Tao Ting, Wu Lin, Shen Bei-Bei, Zhao Yong-Ju
Department of Geriatrics, Shanghai Ruijin Hospital, Shanghai Jiaotong Medical University, Shanghai 200025, China.
Zhonghua Gan Zang Bing Za Zhi. 2009 Feb;17(2):120-3.
To study the abdominal adipose area, serum adiponectin and leptin levels of nonalcoholic fatty liver disease in elderly males.
A total of 238 elderly males (more than 60 years) were enrolled and divided into three groups: Nonalcoholic fatty liver disease (NAFLD) group (n = 76), matching group (age and body mass index matching with NAFLD group, n = 77), normal control group (n = 85). Serum levels of adiponectin and leptin were measured by RIA (radiological immunological assay). Abdominal adipose area was detected by computer tomography.
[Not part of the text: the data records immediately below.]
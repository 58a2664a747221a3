//! Sampling runtime: evaluator nodes, compilation from either IR, and batch sampling.

/// Chunked and parallel sampling over many times.
pub mod batch;
/// IR → evaluator compilation.
pub mod compile;
/// The [`node::Sample`] trait and statically composed evaluator nodes.
pub mod node;
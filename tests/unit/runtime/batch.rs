use super::*;
use crate::runtime::compile::compile_varying;
use crate::runtime::node::{add, linear, quadratic, random};
use crate::varying::ir as vary;

fn times(n: usize) -> Vec<f32> {
    (0..n).map(|i| i as f32 * 0.125 - 2.0).collect()
}

#[test]
fn sample_into_matches_scalar_for_every_tail_length() {
    let node = quadratic(1.0, -2.0, 0.5);
    for n in 0..11 {
        let ts = times(n);
        let mut out = vec![f32::NAN; n];
        sample_into(&node, &ts, &mut out, &mut Rng64::new(0)).unwrap();
        for (t, v) in ts.iter().zip(&out) {
            assert_eq!(*v, node.sample(*t, &mut Rng64::new(0)));
        }
    }
}

#[test]
fn sample_into_rejects_length_mismatch() {
    let mut out = vec![0.0; 3];
    let err = sample_into(&linear(0.0, 1.0), &times(4), &mut out, &mut Rng64::new(0)).unwrap_err();
    assert!(matches!(err, VaryingError::Validation(_)));
}

#[test]
fn parallel_equals_serial_chunked() {
    let node = compile_varying(&vary::add(
        vary::multiply(vary::random(), vary::symbol()),
        vary::lerp(vary::literal(1.0), vary::random(), vary::symbol()),
    ));
    let ts = times(1003);
    let serial = SampleBatchOpts {
        chunk_size: 64,
        seed: 9,
        ..SampleBatchOpts::default()
    };
    let expected = sample_batch(&node, &ts, &serial).unwrap();
    for threads in [Some(1), Some(3), None] {
        let opts = SampleBatchOpts {
            parallel: true,
            threads,
            ..serial.clone()
        };
        assert_eq!(sample_batch(&node, &ts, &opts).unwrap(), expected);
    }
}

#[test]
fn chunks_use_derived_streams() {
    let node = random();
    let ts = times(10);
    let opts = SampleBatchOpts {
        chunk_size: 4,
        seed: 5,
        ..SampleBatchOpts::default()
    };
    let got = sample_batch(&node, &ts, &opts).unwrap();

    let mut expected = vec![0.0; 10];
    for (idx, (t, o)) in ts.chunks(4).zip(expected.chunks_mut(4)).enumerate() {
        sample_into(&node, t, o, &mut Rng64::stream(5, idx as u64)).unwrap();
    }
    assert_eq!(got, expected);
    assert!(got.iter().all(|v| (0.0..1.0).contains(v)));
}

#[test]
fn zero_threads_and_zero_chunk_size() {
    let node = add(linear(0.0, 1.0), linear(1.0, 0.0));
    let bad = SampleBatchOpts {
        parallel: true,
        threads: Some(0),
        ..SampleBatchOpts::default()
    };
    assert!(matches!(
        sample_batch(&node, &times(4), &bad),
        Err(VaryingError::Validation(_))
    ));

    let tiny = SampleBatchOpts {
        chunk_size: 0,
        ..SampleBatchOpts::default()
    };
    assert_eq!(sample_batch(&node, &[1.0, 2.0], &tiny).unwrap(), vec![2.0, 3.0]);
}

#[test]
fn linspace_includes_both_ends() {
    assert_eq!(linspace(0.0, 1.0, 5).unwrap(), vec![0.0, 0.25, 0.5, 0.75, 1.0]);
    assert_eq!(linspace(2.0, 7.0, 1).unwrap(), vec![2.0]);
    assert!(linspace(0.0, 1.0, 0).is_err());
    assert!(linspace(0.0, f32::INFINITY, 3).is_err());
}

#[test]
fn midpoint_integral_is_exact_for_linear() {
    // ∫₀² (1 + 3t) dt = 2 + 6 = 8
    let v = integrate_midpoint(&linear(1.0, 3.0), 0.0, 2.0, &mut Rng64::new(0));
    assert_eq!(v, 8.0);
}
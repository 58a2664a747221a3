use super::*;

#[test]
fn degree_and_coefficients_follow_shape() {
    let p = degree2(1.0, 2.0, 3.0);
    assert_eq!(p.degree(), Some(2));
    assert_eq!(p.coefficients().unwrap().as_slice(), &[1.0, 2.0, 3.0]);
    assert!(p.is_concrete());

    let g = add(random(), degree0(1.0));
    assert_eq!(g.degree(), None);
    assert!(g.coefficients().is_none());
    assert!(!random().is_concrete());
}

#[test]
fn from_coefficients_accepts_one_to_four() {
    assert_eq!(PolynomialNode::from_coefficients(&[5.0]), Some(degree0(5.0)));
    assert_eq!(
        PolynomialNode::from_coefficients(&[1.0, 2.0, 3.0, 4.0]),
        Some(degree3(1.0, 2.0, 3.0, 4.0))
    );
    assert_eq!(PolynomialNode::from_coefficients(&[]), None);
    assert_eq!(PolynomialNode::from_coefficients(&[0.0; 5]), None);
}

#[test]
fn value_at_uses_all_coefficients() {
    let p = degree3(1.0, -2.0, 0.5, 2.0);
    let t = 1.5f32;
    let expected = 1.0 - 2.0 * t + 0.5 * t * t + 2.0 * t * t * t;
    assert!((p.value_at(t).unwrap() - expected).abs() < 1e-5);
    assert_eq!(random().value_at(0.0), None);
}

#[test]
fn approx_eq_pads_shorter_operand() {
    assert!(degree1(3.0, 0.0).approx_eq(&degree0(3.0), 0.0));
    assert!(degree2(1.0, 2.0, 1.0).approx_eq(&degree2(1.0, 2.0 + 1e-7, 1.0), 1e-6));
    assert!(!degree1(3.0, 1.0).approx_eq(&degree0(3.0), 1e-3));
    assert!(random().approx_eq(&random(), 0.0));
}
use super::*;
use crate::varying::ir::{add, lerp, literal, multiply, random, symbol};

#[test]
fn renders_infix_with_parentheses() {
    let code = to_shader_code(&add(literal(1.0), multiply(literal(2.0), symbol())));
    assert_eq!(code.text, "(1 + (2 * t))");
    assert!(code.is_valid());
}

#[test]
fn renders_lerp_and_fractional_literals() {
    let code = to_shader_code(&lerp(literal(0.5), symbol(), literal(-1.25)));
    assert_eq!(code.to_string(), "lerp(0.5, t, -1.25)");
}

#[test]
fn random_yields_marker_without_aborting() {
    let code = to_shader_code(&add(random(), multiply(random(), symbol())));
    assert_eq!(
        code.text,
        format!("({UNSUPPORTED_RANDOM} + ({UNSUPPORTED_RANDOM} * t))")
    );
    assert_eq!(code.unsupported, 2);
    assert!(!code.is_valid());
}

#[test]
fn non_finite_literals_are_marked_unsupported() {
    let code = to_shader_code(&add(
        literal(f32::NAN),
        multiply(literal(f32::INFINITY), symbol()),
    ));
    assert_eq!(
        code.text,
        format!("({UNSUPPORTED_LITERAL} + ({UNSUPPORTED_LITERAL} * t))")
    );
    assert_eq!(code.unsupported, 2);
    assert!(!code.is_valid());
    assert!(!to_shader_code(&literal(f32::NEG_INFINITY)).is_valid());
}

#[test]
fn large_integral_literals_use_exponent_form() {
    let code = to_shader_code(&multiply(literal(1e20), symbol()));
    assert_eq!(code.text, "(1e20 * t)");
    assert!(code.is_valid());
    assert_eq!(to_shader_code(&literal(-3e9)).text, "-3e9");
    assert_eq!(to_shader_code(&literal(1234567.0)).text, "1234567");
    assert_eq!(to_shader_code(&literal(0.125)).text, "0.125");
}
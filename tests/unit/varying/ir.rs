use super::*;

#[test]
fn builders_and_operators_agree() {
    let built = add(literal(1.0), multiply(literal(2.0), symbol()));
    let sugared = literal(1.0) + literal(2.0) * symbol();
    assert_eq!(built, sugared);
}

#[test]
fn subtract_is_add_of_negated_right() {
    let d = symbol() - literal(3.0);
    assert_eq!(d, add(symbol(), multiply(literal(-1.0), literal(3.0))));
}

#[test]
fn node_count_covers_all_operands() {
    let tree = lerp(literal(0.0), symbol(), symbol() * symbol());
    assert_eq!(tree.node_count(), 6);
}

#[test]
fn contains_random_looks_through_lerp() {
    assert!(!lerp(symbol(), literal(1.0), symbol()).contains_random());
    assert!(lerp(symbol(), literal(1.0), random()).contains_random());
}

#[test]
fn serializes_as_externally_tagged_json() {
    let tree = add(symbol(), literal(0.5));
    let json = serde_json::to_string(&tree).unwrap();
    assert_eq!(json, r#"{"Add":["Symbol",{"Literal":0.5}]}"#);
    let back: VaryingNode = serde_json::from_str(&json).unwrap();
    assert_eq!(back, tree);
}
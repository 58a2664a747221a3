use super::*;

#[test]
fn display_prefixes_are_stable() {
    assert!(
        VaryingError::invariant("x")
            .to_string()
            .contains("invariant violation:")
    );
    assert!(
        VaryingError::unsupported("x")
            .to_string()
            .contains("unsupported combination:")
    );
    assert!(
        VaryingError::validation("x")
            .to_string()
            .contains("validation error:")
    );
    assert_eq!(
        VaryingError::parse(3, "unexpected token").to_string(),
        "parse error at byte 3: unexpected token"
    );
}

#[test]
fn other_preserves_source() {
    let base = std::io::Error::other("boom");
    let err = VaryingError::Other(anyhow::Error::new(base));
    assert!(err.to_string().contains("boom"));
}
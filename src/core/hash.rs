//! Hashing Primitives
//!
//! Two hash families live here:
//! - Keccak-256 over ABI-style 32-byte words, for commitments that EVM
//!   clients compute as `keccak256(abi.encode(...))`
//! - SHA-256 with domain separators, for registry state roots, oracle
//!   handle derivation and board digests

use alloy_primitives::{keccak256, Address, B256, U256};
use sha2::{Digest, Sha256};

/// Digest output type (256 bits / 32 bytes).
pub type Hash32 = [u8; 32];

/// Size of one ABI word in bytes.
pub const WORD_SIZE: usize = 32;

/// Static ABI encoder.
///
/// Every value occupies exactly one big-endian 32-byte word, left-padded
/// with zeros. No length prefixes, no delimiters. The output of
/// `push_uint256(s).push_address(p).push_uint8(n)` is byte-identical to
/// Solidity's `abi.encode(uint256 s, address p, uint8 n)`.
#[derive(Clone, Debug, Default)]
pub struct AbiEncoder {
    buf: Vec<u8>,
}

impl AbiEncoder {
    /// Create an empty encoder.
    pub fn new() -> Self {
        Self::default()
    }

    /// Create an encoder with room for `words` words.
    pub fn with_words(words: usize) -> Self {
        Self {
            buf: Vec::with_capacity(words * WORD_SIZE),
        }
    }

    /// Append a uint256 word.
    pub fn push_uint256(&mut self, value: U256) -> &mut Self {
        self.buf.extend_from_slice(&value.to_be_bytes::<WORD_SIZE>());
        self
    }

    /// Append an address word (20 bytes, left-padded).
    pub fn push_address(&mut self, address: Address) -> &mut Self {
        self.buf.extend_from_slice(address.into_word().as_slice());
        self
    }

    /// Append a uint8 word.
    pub fn push_uint8(&mut self, value: u8) -> &mut Self {
        let mut word = [0u8; WORD_SIZE];
        word[WORD_SIZE - 1] = value;
        self.buf.extend_from_slice(&word);
        self
    }

    /// Append a raw 32-byte word.
    pub fn push_word(&mut self, word: B256) -> &mut Self {
        self.buf.extend_from_slice(word.as_slice());
        self
    }

    /// Encoded bytes so far.
    pub fn as_bytes(&self) -> &[u8] {
        &self.buf
    }

    /// Number of encoded bytes.
    pub fn len(&self) -> usize {
        self.buf.len()
    }

    /// True if nothing has been encoded.
    pub fn is_empty(&self) -> bool {
        self.buf.is_empty()
    }

    /// Keccak-256 of the encoded bytes.
    pub fn keccak256(&self) -> B256 {
        keccak256(&self.buf)
    }
}

/// Domain-separated SHA-256 hasher.
///
/// Order of updates is part of the digest. Integers are little-endian.
pub struct DigestHasher {
    hasher: Sha256,
}

impl DigestHasher {
    /// Create a new hasher with domain separator.
    pub fn new(domain: &[u8]) -> Self {
        let mut hasher = Sha256::new();
        hasher.update(domain);
        Self { hasher }
    }

    /// Hasher for registry state roots.
    pub fn for_registry_state() -> Self {
        Self::new(b"CONFIDENTIAL_BOMB_STATE_V1")
    }

    /// Hasher for plaintext board digests.
    pub fn for_board() -> Self {
        Self::new(b"CONFIDENTIAL_BOMB_BOARD_V1")
    }

    /// Update with raw bytes.
    #[inline]
    pub fn update_bytes(&mut self, bytes: &[u8]) {
        self.hasher.update(bytes);
    }

    /// Update with a u8 value.
    #[inline]
    pub fn update_u8(&mut self, value: u8) {
        self.hasher.update([value]);
    }

    /// Update with a u32 value (little-endian).
    #[inline]
    pub fn update_u32(&mut self, value: u32) {
        self.hasher.update(value.to_le_bytes());
    }

    /// Update with a u64 value (little-endian).
    #[inline]
    pub fn update_u64(&mut self, value: u64) {
        self.hasher.update(value.to_le_bytes());
    }

    /// Update with a boolean.
    #[inline]
    pub fn update_bool(&mut self, value: bool) {
        self.update_u8(value as u8);
    }

    /// Update with a 32-byte word.
    #[inline]
    pub fn update_word(&mut self, word: &B256) {
        self.hasher.update(word.as_slice());
    }

    /// Update with an address (20 bytes).
    #[inline]
    pub fn update_address(&mut self, address: &Address) {
        self.hasher.update(address.as_slice());
    }

    /// Finalize and return the digest.
    pub fn finalize(self) -> Hash32 {
        self.hasher.finalize().into()
    }
}

/// Compute hash with domain separator.
pub fn hash_with_domain(domain: &[u8], data: &[u8]) -> Hash32 {
    let mut hasher = Sha256::new();
    hasher.update(domain);
    hasher.update(data);
    hasher.finalize().into()
}

// =============================================================================
// TESTS
// =============================================================================
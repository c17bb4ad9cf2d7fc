//! Game Registry Module
//!
//! Authoritative state for committed, encrypted boards.
//!
//! ## Module Structure
//!
//! - `state`: identifiers, game status, opened-tile mask
//! - `encrypted`: write-once ciphertext handle store
//! - `events`: notifications emitted on accepted transitions
//! - `registry`: lifecycle state machine and read accessors

pub mod state;
pub mod encrypted;
pub mod events;
pub mod registry;

// Re-export key types
pub use state::{CommitHash, Game, GameId, GameStatus, IdentifierError, Identity, OpenedTiles, Seed};
pub use encrypted::{BoardEncoding, CiphertextHandle, EncryptedBoardStore, StoreError};
pub use events::RegistryEvent;
pub use registry::{GameRegistry, RegistryError};
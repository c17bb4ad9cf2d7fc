//! Encryption Oracle
//!
//! The oracle encrypts plaintext for a `(contract, user)` target and later
//! releases plaintext to authorized requesters. Its cryptography is opaque;
//! the only contract is `decrypt(encrypt(v)) == v` with immutable handles.
//!
//! ## Structure
//!
//! - `EncryptionOracle`: async encrypt/decrypt, injected where needed
//! - `InputVerifier`: sync proof check run by the registry at creation
//! - `local`: in-process oracle for tests and the demo server
//! - `worker`: task that owns an oracle and serves encrypt requests

pub mod local;
pub mod worker;

use std::collections::BTreeMap;
use std::fmt;

use async_trait::async_trait;
use serde::{Deserialize, Serialize};
use thiserror::Error;

use crate::core::board::{Board, BoardError};
use crate::game::encrypted::{BoardEncoding, CiphertextHandle};
use crate::game::state::Identity;
use crate::network::auth::{AuthError, DecryptAuthorization};

pub use local::LocalOracle;
pub use worker::EncryptionWorker;

/// Proof blob binding handles to their encryption target.
#[derive(Clone, PartialEq, Eq, Hash, Default, Serialize, Deserialize)]
#[serde(try_from = "String", into = "String")]
pub struct InputProof(Vec<u8>);

impl InputProof {
    /// Wrap raw bytes.
    pub fn new(bytes: Vec<u8>) -> Self {
        Self(bytes)
    }

    /// Raw bytes.
    pub fn as_bytes(&self) -> &[u8] {
        &self.0
    }
}

impl TryFrom<String> for InputProof {
    type Error = hex::FromHexError;

    fn try_from(s: String) -> Result<Self, Self::Error> {
        let digits = s.strip_prefix("0x").unwrap_or(&s);
        hex::decode(digits).map(Self)
    }
}

impl From<InputProof> for String {
    fn from(proof: InputProof) -> Self {
        format!("0x{}", hex::encode(proof.0))
    }
}

impl fmt::Debug for InputProof {
    fn fmt(&self, f: &mut fmt::Formatter<'_>) -> fmt::Result {
        write!(f, "InputProof(0x{})", hex::encode(&self.0))
    }
}

/// Contract and user a ciphertext is bound to.
#[derive(Clone, Copy, Debug, PartialEq, Eq, Hash, Serialize, Deserialize)]
pub struct EncryptTarget {
    /// Contract that will hold the handles.
    pub contract: Identity,
    /// User submitting the input.
    pub user: Identity,
}

/// Plaintext values to encrypt.
#[derive(Clone, Debug, PartialEq, Eq)]
pub struct EncryptRequest {
    /// Binding target.
    pub target: EncryptTarget,
    /// One value per handle to produce.
    pub values: Vec<u64>,
}

impl EncryptRequest {
    /// Request for a board: one packed value, or one value per tile.
    pub fn for_board(target: EncryptTarget, board: &Board, packed: bool) -> Result<Self, BoardError> {
        let values = if packed {
            vec![board.pack()?]
        } else {
            board.to_values().into_iter().map(u64::from).collect()
        };
        Ok(Self { target, values })
    }
}

/// Result of an encryption.
#[derive(Clone, Debug, PartialEq, Eq)]
pub struct EncryptedInput {
    /// One handle per input value, in order.
    pub handles: Vec<CiphertextHandle>,
    /// Proof checked by `InputVerifier`.
    pub proof: InputProof,
}

impl EncryptedInput {
    /// Build a board encoding from these handles.
    pub fn to_encoding(&self, packed: bool) -> Result<BoardEncoding, OracleError> {
        if packed {
            match self.handles.as_slice() {
                [handle] => Ok(BoardEncoding::Packed(*handle)),
                handles => Err(OracleError::InvalidProof(format!(
                    "packed board needs one handle, got {}",
                    handles.len()
                ))),
            }
        } else {
            Ok(BoardEncoding::PerTile(self.handles.clone()))
        }
    }
}

/// Request to release plaintext.
#[derive(Clone, Debug, PartialEq, Eq)]
pub struct DecryptRequest {
    /// Handles to decrypt.
    pub handles: Vec<CiphertextHandle>,
    /// Contract the handles belong to.
    pub contract: Identity,
    /// Signed authorization of the requester.
    pub authorization: DecryptAuthorization,
}

/// Oracle errors.
#[derive(Debug, Clone, PartialEq, Eq, Error)]
pub enum OracleError {
    /// Proof rejected.
    #[error("invalid input proof: {0}")]
    InvalidProof(String),
    /// Authorization rejected.
    #[error("unauthorized: {0}")]
    Unauthorized(#[from] AuthError),
    /// Authorization does not cover the contract.
    #[error("authorization does not cover contract {0}")]
    ContractNotAuthorized(Identity),
    /// Requester not on the ciphertext's access list.
    #[error("{requester} may not decrypt {handle}")]
    AccessDenied {
        /// Ciphertext.
        handle: CiphertextHandle,
        /// Requester.
        requester: Identity,
    },
    /// Handle unknown to the oracle.
    #[error("unknown ciphertext handle {0}")]
    UnknownHandle(CiphertextHandle),
    /// Nothing to encrypt or decrypt.
    #[error("empty request")]
    EmptyRequest,
    /// Plaintext cannot be encrypted in the requested shape.
    #[error("invalid input: {0}")]
    InvalidInput(String),
    /// Encryption worker has shut down.
    #[error("encryption worker is gone")]
    WorkerGone,
    /// Transport or relayer failure.
    #[error("oracle unavailable: {0}")]
    Unavailable(String),
}

/// Encryption oracle client.
#[async_trait]
pub trait EncryptionOracle: Send + Sync {
    /// Encrypt values for a target.
    async fn encrypt(&self, request: EncryptRequest) -> Result<EncryptedInput, OracleError>;

    /// Decrypt handles for an authorized requester.
    async fn decrypt(
        &self,
        request: DecryptRequest,
    ) -> Result<BTreeMap<CiphertextHandle, u64>, OracleError>;
}

/// Proof check for freshly encrypted input.
pub trait InputVerifier: Send + Sync {
    /// Accept or reject `proof` for `handles` bound to `target`.
    fn verify_input(
        &self,
        target: &EncryptTarget,
        handles: &[CiphertextHandle],
        proof: &InputProof,
    ) -> Result<(), OracleError>;
}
(1) body mass index (BMI), abdominal subcutaneous adipose area, visceral adipose area, total adipose area of NAFLD group and matching group were (26.87+/-2.62) kg/m2 and (26.63+/-1.97) kg/m2, (166.59+/-54.27) cm2 and (147.89+/-50.14) cm2, (148.94+/-53.72) cm2 and (150.06+/-45.47) cm2, (315.25+/-89.42) cm2 and (297.93+/-75.12) cm2, respectively; and were higher than those in control group (P less than 0.01). The abdominal subcutaneous adipose area is higher in NAFLD group than in matching group, however, the abdominal visceral adipose area and total adipose area were not significantly different between those two groups. (2) The serum leptin level in NAFLD group and matching group was significantly higher than that in control group, and serum leptin level was not significantly different between NAFLD group and matching group. The serum adiponectin of NAFLD group [(6.31+/-3.31)mug/ml] was significantly lower than that of matching group [(9.87+/-7.071)mug/ml, P less than 0.01] and control group (P less than 0.01). There was no difference in adiponectin level between matching group and control group. 3) AST, TG, abdominal subcutaneous adipose area, abdominal visceral adipose area were risk factors of NAFLD, while serum adiponectin was protective factor of NAFLD.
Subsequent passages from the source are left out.